A SBPC no anúncio do novo presidente do CNPq

Renato Janine Ribeiro, presidente da SBPC, relata sobre a cerimônia realizada ontem em Brasília, os recursos do FNDCT e a MP 1136

A SBPC se fez presente, pelo seu Presidente, a Vice-presidente Fernanda Sobral e a Secretária Laila Espindola, na posse do presidente do CNPq, Ricardo Galvão, esta terça-feira, 17 de janeiro, no auditório da agência.

A cerimônia foi breve, com falas bem objetivas. O professor Galvão se emocionou em alguns momentos, como quando homenageou a resistência dos servidores do CNPq à truculência e ao negacionismo, não esquecendo também de registrar o papel do ex-presidente Evaldo Vilela na mesma direção, e quando evocou seus 51 anos no serviço público. A ministra foi ovacionada quando informou que o FNDCT terá seus recursos plenamente repostos. O professor Evaldo relatou as ações que conseguiu desenvolver, em contexto adverso. Os três oradores foram intensamente aplaudidos.

Os diretores da SBPC e a presidente da ABC, professora Helena Nader, foram recebidos pelo novo presidente do CNPq antes da cerimônia, tendo-lhe manifestado as expectativas da comunidade científica e acadêmica, bem como sua disposição a continuar a cooperação com a agência para o Progresso da Ciência e do Brasil. A cerimônia foi finalizada com muitos vivas à ciência e à democracia.

PROBLEMAS NO FNDCT

Depois da cerimônia, ficamos sabendo que tinha sido sancionada a lei orçamentária, incluindo cortes no FNDCT, o que nos surpreendeu. Entrei então em contato com o chefe de gabinete da Ministra, sr. Rubens Diniz, que me garantiu que o MCTI estava trabalhando para garantir a integralidade do orçamento do Fundo. Antes da meia-noite, já circulava uma nota do Ministério, a qual recebemos na íntegra, diretamente do chefe de gabinete, esta manhã, com o seguinte teor:

O Ministério da Ciência, Tecnologia e Inovação (MCTI) buscará a recomposição orçamentária do Fundo Nacional de Desenvolvimento Científico e Tecnológico (FNDCT) através de crédito suplementar para garantir a disponibilização integral dos recursos do Fundo. A MP 1.136/2022, que estabeleceu limites à aplicação do FNDCT, perderá validade no dia 5 de fevereiro, o que permitirá o encaminhamento da demanda de recomposição. Com isso, o valor estimado para o Fundo será de R$ 9,96 bilhões ainda em 2023.

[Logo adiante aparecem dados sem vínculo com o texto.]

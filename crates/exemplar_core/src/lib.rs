//! Provide the shared, pure vocabulary of the exemplar harness.
//!
//! This crate is intentionally small and dependency-free. It holds the rules that decide *which* files count as
//! examples and *what* they are called, plus the outcome vocabulary reporters agree on.
//!
//! ## Notes
//!
//! - This is a "semantic core" crate: **no IO**, no global state, no process spawning.
//! - Filesystem walking, module loading and execution live in the `exemplar` crate.

pub mod naming;
pub mod outcome;

pub use naming::{CaseId, is_example_file, module_stem, qualified_name};
pub use outcome::{CaseStatus, FailureKind};

/// Conventional name of the zero-argument entry point every example must expose.
pub const DEFAULT_ENTRY_POINT: &str = "main";

/// Directory name the Examples Root resolves into.
pub const DEFAULT_EXAMPLES_DIR: &str = "examples";

/// Number of directory levels walked up from the harness anchor before entering [`DEFAULT_EXAMPLES_DIR`].
pub const DEFAULT_LEVELS_UP: usize = 2;

/// Recognized script extension (without the leading dot).
pub const DEFAULT_EXTENSION: &str = "py";

/// Categories enumerated by the default configuration, in run order.
pub const DEFAULT_CATEGORIES: &[&str] = &["1_basics", "2_intermediate"];

/// Environment variable whose presence (any value) skips the whole suite.
pub const DEFAULT_SKIP_ENV: &str = "EXEMPLAR_SKIP_EXAMPLES";

/// Reason attached to every case when the suite is skipped.
///
/// ## Notes
/// - One generic reason covers both triggers (explicitly disabled, examples directory absent).
pub const SKIP_REASON: &str = "no examples present or manually skipping";
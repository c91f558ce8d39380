//! Shared helpers for integration tests: on-disk example trees and a `/bin/sh` script runtime.

#![allow(dead_code)]

use std::fs;
use std::path::Path;
use std::process::Command;

use exemplar::RuntimeConfig;

/// Load probe: source the script, then print the entry point behind the export prefix when it is defined.
pub const SH_LOAD_PROBE: &str = r#". "$1" && if command -v "$3" >/dev/null 2>&1; then echo "$2$3"; fi"#;

/// Invoke: source the script quietly, then call the entry point by name.
pub const SH_INVOKE: &str = r#". "$1" >/dev/null && "$2""#;

/// A `main` that completes.
pub const SH_HELLO: &str = "main() {\n    echo \"hello from main\"\n}\n";

/// Fails while being sourced, the shell equivalent of an import-time error.
pub const SH_BROKEN: &str = "echo \"ImportError: no module named nothing\" >&2\nexit 1\n";

/// Loads fine but defines no `main`.
pub const SH_NOMAIN: &str = "GREETING=hello\n";

/// `main` that fails.
pub const SH_RAISES: &str = "main() {\n    echo \"RuntimeError: boom\" >&2\n    return 4\n}\n";

pub fn sh_runtime() -> RuntimeConfig {
    let args = |items: &[&str]| items.iter().map(|s| s.to_string()).collect::<Vec<_>>();
    RuntimeConfig {
        program: "sh".to_string(),
        load_args: args(&["-c", SH_LOAD_PROBE, "probe", "{path}", "{export_prefix}", "{entry}"]),
        invoke_args: args(&["-c", SH_INVOKE, "invoke", "{path}", "{entry}"]),
        ..RuntimeConfig::default()
    }
}

/// Write `root/category/file_name` with `body`, creating directories as needed.
pub fn write_example(root: &Path, category: &str, file_name: &str, body: &str) {
    let dir = root.join(category);
    fs::create_dir_all(&dir).unwrap();
    fs::write(dir.join(file_name), body).unwrap();
}

/// Whether `program --version` can be spawned and succeeds.
pub fn has_program(program: &str) -> bool {
    Command::new(program)
        .arg("--version")
        .output()
        .map(|out| out.status.success())
        .unwrap_or(false)
}
//! Define how example files are recognized and named.
//!
//! ## Notes
//! - A file qualifies when its name ends with `.<extension>`; the comparison is exact (case-sensitive). A file
//!   named exactly `.<extension>` qualifies too, with an empty stem.
//! - The display name of an example is always the literal file name, extension included.
//! - The qualified module name is `<category>.<stem>`; only the *trailing* extension is removed, so
//!   `setup.py.py` has stem `setup.py`.

use std::fmt;

/// Check whether a file name carries the recognized script extension.
///
/// ## Parameters
/// - `file_name`: bare file name as listed on disk.
/// - `extension`: extension without the leading dot (for example `py`).
///
/// ## Returns
/// - `bool`: `true` when the name ends with `.<extension>`, including the bare `.<extension>`.
///
/// ## Examples
/// ```rust
/// use exemplar_core::is_example_file;
///
/// assert!(is_example_file("hello.py", "py"));
/// assert!(!is_example_file("hello.pyc", "py"));
/// assert!(is_example_file(".py", "py"));
/// ```
pub fn is_example_file(file_name: &str, extension: &str) -> bool {
    module_stem(file_name, extension).is_some()
}

/// Strip the trailing `.<extension>` from a file name.
///
/// ## Returns
/// - `Some(stem)` when the name ends with the extension, `None` otherwise.
pub fn module_stem<'a>(file_name: &'a str, extension: &str) -> Option<&'a str> {
    file_name.strip_suffix(extension)?.strip_suffix('.')
}

/// Derive the fully qualified module name for an example file.
///
/// ## Parameters
/// - `category`: directory name of the category.
/// - `file_name`: file name including extension.
/// - `extension`: recognized extension without the leading dot.
///
/// ## Returns
/// - `String`: `<category>.<stem>`; when the file does not carry the extension, the whole file name is used as
///   the stem.
///
/// ## Examples
/// ```rust
/// use exemplar_core::qualified_name;
///
/// assert_eq!(qualified_name("1_basics", "hello.py", "py"), "1_basics.hello");
/// ```
pub fn qualified_name(category: &str, file_name: &str, extension: &str) -> String {
    let stem = module_stem(file_name, extension).unwrap_or(file_name);
    format!("{category}.{stem}")
}

/// Identify one reportable case: a file within a category.
#[derive(Debug, Clone, PartialEq, Eq, Hash, PartialOrd, Ord)]
pub struct CaseId {
    pub category: String,
    pub file_name: String,
}

impl CaseId {
    pub fn new(category: impl Into<String>, file_name: impl Into<String>) -> Self {
        Self {
            category: category.into(),
            file_name: file_name.into(),
        }
    }

    /// Check whether a keyword expression selects this case (substring match on the display id).
    pub fn matches(&self, keyword: &str) -> bool {
        self.to_string().contains(keyword)
    }
}

impl fmt::Display for CaseId {
    fn fmt(&self, f: &mut fmt::Formatter<'_>) -> fmt::Result {
        write!(f, "{}::{}", self.category, self.file_name)
    }
}
//! The per-frame game loop.
//!
//! A [`GameSession`] owns the chunk store, edit log, player, drops, and
//! inventory, and advances them together once per frame. Break and place
//! actions resolve against the target computed at the end of the previous
//! frame, which is the one the frontend highlighted on screen.

use std::path::Path;

use glam::Vec3;
use noise::{Fbm, NoiseFn, Perlin};
use tracing::debug;

use terracube_core::types::BlockId;
use terracube_core::Result;
use terracube_entity::{DropConfig, DropManager, Inventory};
use terracube_physics::player::{MoveInput, PhysicsConfig, Player, PlayerPhysics};
use terracube_physics::raycast::{pick_target, place_allowed, Target};
use terracube_world::edits::EditLog;
use terracube_world::generation::TerrainConfig;
use terracube_world::store::{ChunkStore, StreamingConfig};

use crate::camera::Camera;
use crate::input::InputSnapshot;

/// Eye height as a fraction of the player's full height.
const EYE_HEIGHT_FACTOR: f32 = 0.9;

/// Session-wide tuning.
#[derive(Debug, Clone)]
pub struct SessionConfig {
    /// Seed for terrain noise.
    pub world_seed: u32,
    /// Initial feet position.
    pub spawn: Vec3,
    /// Upper bound on a single frame's dt, in seconds. Long stalls (tab
    /// switches, debugger pauses) step the simulation by at most this much.
    pub max_frame_dt: f32,
    /// Reach of the break/place target ray.
    pub target_range: f32,
    /// Seed for drop ejection randomness; entropy when `None`.
    pub drop_seed: Option<u64>,
    pub terrain: TerrainConfig,
    pub streaming: StreamingConfig,
    pub physics: PhysicsConfig,
    pub drops: DropConfig,
}

impl Default for SessionConfig {
    fn default() -> Self {
        Self {
            world_seed: 42,
            spawn: Vec3::new(0.0, 30.0, 0.0),
            max_frame_dt: 0.1,
            target_range: 5.0,
            drop_seed: None,
            terrain: TerrainConfig::default(),
            streaming: StreamingConfig::default(),
            physics: PhysicsConfig::default(),
            drops: DropConfig::default(),
        }
    }
}

/// All live game state, stepped once per frame.
pub struct GameSession<N = Fbm<Perlin>> {
    store: ChunkStore<N>,
    edits: EditLog,
    drops: DropManager,
    inventory: Inventory,
    player: Player,
    physics: PlayerPhysics,
    camera: Camera,
    target: Option<Target>,
    sprinting: bool,
    config: SessionConfig,
}

impl GameSession<Fbm<Perlin>> {
    /// Create a session over fractal Perlin terrain.
    #[must_use]
    pub fn new(config: SessionConfig) -> Self {
        let store = ChunkStore::new(
            config.world_seed,
            config.terrain.clone(),
            config.streaming.clone(),
        );
        Self::with_store(config, store)
    }
}

impl<N: NoiseFn<f64, 2>> GameSession<N> {
    /// Create a session around an explicit chunk store. The `world_seed`,
    /// `terrain`, and `streaming` fields of `config` are ignored here;
    /// they only feed [`GameSession::new`].
    #[must_use]
    pub fn with_store(config: SessionConfig, mut store: ChunkStore<N>) -> Self {
        let edits = EditLog::new();
        store.update(config.spawn.x, config.spawn.z, &edits);

        let drops = match config.drop_seed {
            Some(seed) => DropManager::with_seed(config.drops.clone(), seed),
            None => DropManager::new(config.drops.clone()),
        };

        let eye = config.spawn + Vec3::Y * (config.physics.height * EYE_HEIGHT_FACTOR);
        Self {
            store,
            edits,
            drops,
            inventory: Inventory::new(),
            player: Player::new(config.spawn),
            physics: PlayerPhysics::new(config.physics.clone()),
            camera: Camera::new(eye),
            target: None,
            sprinting: false,
            config,
        }
    }

    /// Advance the session by one frame.
    pub fn frame(&mut self, input: &InputSnapshot, dt: f32) {
        let dt = dt.min(self.config.max_frame_dt);

        self.camera.set_orientation(input.yaw, input.pitch);

        if let Some(slot) = input.select_slot {
            self.inventory.select(slot);
        }

        // Sprint latches on keypress and clears once movement stops.
        if input.sprint_pressed {
            self.sprinting = true;
        }
        if !input.moving() {
            self.sprinting = false;
        }

        let movement = MoveInput {
            forward: input.forward,
            back: input.back,
            left: input.left,
            right: input.right,
            jump: input.jump,
            sprint: self.sprinting,
        };
        self.physics
            .step(&mut self.player, &self.store, &movement, self.camera.forward(), dt);
        self.camera.position = self.player.position
            + Vec3::Y * (self.physics.config().height * EYE_HEIGHT_FACTOR);

        if input.break_clicked {
            self.break_block();
        }
        if input.place_clicked {
            self.place_block();
        }

        self.drops
            .tick(dt, &self.store, self.player.position, &mut self.inventory);

        self.store
            .update(self.player.position.x, self.player.position.z, &self.edits);

        self.target = pick_target(
            &self.store,
            self.camera.position,
            self.camera.forward(),
            self.config.target_range,
        );
    }

    /// Remove the highlighted block, spawning a drop if it yields one.
    fn break_block(&mut self) {
        let Some(target) = self.target else { return };
        if let Some(removed) =
            self.store
                .set_block(target.highlight, BlockId::AIR, &mut self.edits)
        {
            self.drops.spawn(target.highlight, removed);
        }
    }

    /// Place the selected inventory block at the target cell.
    ///
    /// Placement is refused when the cell would overlap the player or when
    /// no block is selected; the inventory is only charged on success.
    fn place_block(&mut self) {
        let Some(target) = self.target else { return };
        let Some(stack) = self.inventory.selected_item() else {
            return;
        };

        let player_box = self.physics.player_aabb(self.player.position);
        if !place_allowed(target.place, &player_box) {
            debug!(cell = ?target.place, "placement rejected: overlaps player");
            return;
        }

        if self.inventory.consume_selected().is_some() {
            self.store.set_block(target.place, stack.block, &mut self.edits);
        }
    }

    /// Persist the edit log to disk.
    pub fn save_edits(&self, path: impl AsRef<Path>) -> Result<()> {
        self.edits.save(path)
    }

    /// Replace the edit log with one loaded from disk and reload every
    /// chunk so the edits take effect.
    pub fn load_edits(&mut self, path: impl AsRef<Path>) -> Result<()> {
        self.edits = EditLog::load(path)?;
        self.store.reload(&self.edits);
        Ok(())
    }

    #[must_use]
    pub fn store(&self) -> &ChunkStore<N> {
        &self.store
    }

    #[must_use]
    pub fn edits(&self) -> &EditLog {
        &self.edits
    }

    #[must_use]
    pub fn drops(&self) -> &DropManager {
        &self.drops
    }

    #[must_use]
    pub fn inventory(&self) -> &Inventory {
        &self.inventory
    }

    #[must_use]
    pub fn player(&self) -> &Player {
        &self.player
    }

    #[must_use]
    pub fn camera(&self) -> &Camera {
        &self.camera
    }

    /// Break/place target from the last frame, if any block is in reach.
    #[must_use]
    pub fn target(&self) -> Option<Target> {
        self.target
    }

    #[must_use]
    pub fn is_sprinting(&self) -> bool {
        self.sprinting
    }
}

Também apuramos, pela entrevista publicada ontem da Ministra Simone Tebet, do Planejamento, que a tardia concessão de milhares de aposentadorias, no apagar das luzes do governo anterior, terá causado um inesperado corte nos recursos disponíveis para pagar aquelas que correspondem ao salário mínimo, e que portanto o recurso cortado, na lei orçamentária, do FNDCT visaria a pagá-las – e que esse valor seria reposto após expirar a validade da MP 1136.

Finalmente, essa situação parece explicar por que, depois de sermos convidados para uma cerimônia no Palácio do Planalto, na qual além de se anunciar o nome do prof. Galvão para a presidência do CNPq também seria revogada a MP 1136, o Poder Executivo decidiu não mais revogá-la, ou retirá-la do Congresso, mas sim deixá-la expirar, o que ocorrerá no começo de fevereiro. Assim foi que o evento acabou transferido do Palácio para o auditório do CNPq.

Lamentamos que o trabalho de recuperação dos recursos do FNDCT, realizado pela equipe de transição do Governo eleito em relação com o Congresso Nacional, tenha sido atrasado, com a manutenção da vigência da MP 1136 até a sua caducidade natural, que ocorrerá em 5 de fevereiro. Tal decisão atrasou a liberação dos recursos e, consequentemente, fragilizou o setor e afetou negativamente o cronograma para a necessária retomada dos financiamentos em CT&I.

Aguardamos, assim, as providências concretas do Governo, para termos a plena recomposição do FNDCT, conforme prometido à comunidade e ao Brasil. Porque a sinalização do veto presidencial a R$ 4 bilhões destinados à ciência, quaisquer que tenham sido as razões, nos deixa preocupados.